Barton Warren Evermann was a botanist who collected in Alaska, Idaho, and Indiana in the late 19th century.
Smithsonian Institution Archives Field Book Project: Person : Description : rid_298_pid_EACP295
Biographical note
Barton Warren Evermann, educator, scientist, and long-time director of the California Academy of Sciences, was born on October 24, 1853 in Monroe County, Iowa. Evermann's family moved to Indiana while he was still a child and it was there that he grew up, completed his education, and married. While teaching in Carroll County, Indiana he met fellow teacher Meadie Hawkins.
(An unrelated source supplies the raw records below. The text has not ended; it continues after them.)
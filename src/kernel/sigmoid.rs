//! Sigmoid (tanh) kernel implementation
//!
//! K(x, y) = tanh(γ * <x, y> + r)
//!
//! The kernel is not positive semi-definite for every choice of γ and r;
//! the solver copes with non-positive curvature on its own.

use crate::core::FeatureVector;
use crate::kernel::linear::dot;
use crate::kernel::traits::Kernel;

/// Sigmoid (hyperbolic tangent) kernel
#[derive(Debug, Clone, Copy, PartialEq)]
pub struct SigmoidKernel {
    /// Scaling parameter for the dot product
    pub gamma: f64,
    /// Offset parameter
    pub coef0: f64,
}

impl SigmoidKernel {
    pub fn new(gamma: f64, coef0: f64) -> Self {
        Self { gamma, coef0 }
    }
}

impl Kernel for SigmoidKernel {
    fn compute(&self, x: &FeatureVector, y: &FeatureVector) -> f64 {
        (self.gamma * dot(x, y) + self.coef0).tanh()
    }
}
They were married on October 24, 1875. They had a son, Toxaway Bronte, born in 1879, and a daughter, Edith, born in 1894.
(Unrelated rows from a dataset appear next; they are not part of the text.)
//! CSV format dataset implementation
//!
//! Supports loading datasets from CSV files where:
//! - The last column is the label
//! - All other columns are features (column `k` becomes feature index `k + 1`)
//! - First row can be headers (automatically detected)
//!
//! Zero-valued features are omitted from the sparse vectors.

use crate::core::{Dataset, FeatureVector, Problem, Result, SvmError};
use std::fs::File;
use std::io::{BufRead, BufReader};
use std::path::Path;

/// Dataset read from a CSV file
#[derive(Debug, Clone)]
pub struct CsvDataset {
    problem: Problem,
    dimensions: usize,
}

impl CsvDataset {
    /// Load a dataset from a CSV file
    ///
    /// The last column is assumed to be the label.
    /// Headers are automatically detected if present.
    pub fn from_file<P: AsRef<Path>>(path: P) -> Result<Self> {
        let file = File::open(path)?;
        Self::from_reader(BufReader::new(file))
    }

    /// Load a dataset from a reader, detecting a header row
    pub fn from_reader<R: BufRead>(reader: R) -> Result<Self> {
        Self::from_reader_with_options(reader, true)
    }

    /// Load a dataset from a reader with explicit header option
    pub fn from_reader_with_options<R: BufRead>(reader: R, auto_detect_header: bool) -> Result<Self> {
        let mut problem = Problem::default();
        let mut columns: Option<usize> = None;
        let mut first_data_line = true;

        for (line_num, line) in reader.lines().enumerate() {
            let line = line?;
            let line = line.trim();

            if line.is_empty() || line.starts_with('#') {
                continue;
            }

            if first_data_line {
                first_data_line = false;
                if auto_detect_header && Self::is_header_line(line) {
                    continue;
                }
            }

            let (label, features, width) = Self::parse_data_line(line).map_err(|e| {
                SvmError::ParseError(format!("Error parsing line {}: {}", line_num + 1, e))
            })?;

            match columns {
                Some(expected) if expected != width => {
                    return Err(SvmError::ParseError(format!(
                        "Error parsing line {}: expected {} columns, found {}",
                        line_num + 1,
                        expected,
                        width
                    )));
                }
                Some(_) => {}
                None => columns = Some(width),
            }

            problem.push(label, features);
        }

        if problem.is_empty() {
            return Err(SvmError::EmptyDataset);
        }

        // every row has the same width, so the feature count is the column count minus the label
        let dimensions = columns.map_or(0, |c| c - 1);
        Ok(Self {
            problem,
            dimensions,
        })
    }

    /// Check if a line appears to be a header
    fn is_header_line(line: &str) -> bool {
        let fields: Vec<&str> = line.split(',').collect();

        if fields.len() < 2 {
            return false;
        }

        let non_numeric_count = fields
            .iter()
            .take(fields.len() - 1)
            .filter(|field| field.trim().parse::<f64>().is_err())
            .count();

        non_numeric_count > fields.len() / 2
    }

    /// Parse a data row into its label, sparse features and column count
    fn parse_data_line(line: &str) -> std::result::Result<(f64, FeatureVector, usize), String> {
        let fields: Vec<&str> = line.split(',').map(str::trim).collect();

        if fields.len() < 2 {
            return Err(format!("line has too few fields: {line}"));
        }

        let (label_str, feature_fields) = fields.split_last().ok_or("empty line")?;
        let label = label_str
            .parse::<f64>()
            .map_err(|_| format!("invalid label: {label_str}"))?;

        let mut dense = Vec::with_capacity(feature_fields.len());
        for (col, field) in feature_fields.iter().enumerate() {
            let value = field
                .parse::<f64>()
                .map_err(|_| format!("invalid feature value at column {}: {}", col + 1, field))?;
            dense.push(value);
        }

        Ok((label, FeatureVector::from_dense(&dense), fields.len()))
    }

    /// The samples as a training problem
    pub fn problem(&self) -> &Problem {
        &self.problem
    }

    pub fn into_problem(self) -> Problem {
        self.problem
    }
}

impl Dataset for CsvDataset {
    fn len(&self) -> usize {
        self.problem.len()
    }

    fn dim(&self) -> usize {
        self.dimensions
    }

    fn label(&self, i: usize) -> f64 {
        self.problem.labels[i]
    }

    fn features(&self, i: usize) -> &FeatureVector {
        &self.problem.vectors[i]
    }

    fn to_problem(&self) -> Problem {
        self.problem.clone()
    }
}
In his professional life, Evermann had three overlapping careers: educator, ichthyologist, and director of the California Academy. From 1871 to 1879 he was a teacher and administrator in the public schools of Howard and Carroll counties, Indiana. He then moved to Ventura County, California, where he taught from 1879 to 1881. Returning to Indiana, Evermann served as superintendent of the Carroll County schools from 1883-1885 while taking a break from his undergraduate studies at Indiana University. After obtaining his B.S. in zoology in 1886, Evermann took a job as professor and head of the department of biology of the Indiana State Normal School, where he remained until 1891. Even after moving on to his scientific career, Evermann maintained an interest in education, giving special courses of lectures at Cornell and Yale between 1900 and 1906, and serving as Vice President of the District of Columbia Board of Education between 1906 and 1910. And as director of the California Academy of Sciences he placed great emphasis on the role of museums in public education.
Evermann began his scientific career under the tutelage of biologist David Starr Jordan, whom he first met in 1877 while Jordan was a professor at Butler University. Meadie Evermann was then a student in one of Jordan's classes and in 1878 the Evermanns joined Jordan and a group of other students on an extended hiking and study trip from Kentucky to Georgia. Evermann did not begin his formal education under Jordan until his return to Indiana in 1881. As Jordan was now president of Indiana University, Evermann enrolled as a student there, earning his B.S. in 1886, A.M. in 1888, and finally his Ph. D. in 1891. Many of Evermann's earliest publications are in ornithology, but under Jordan's influence Evermann soon took up ichthyology as his specialty. They later went on to co-author numerous publications together.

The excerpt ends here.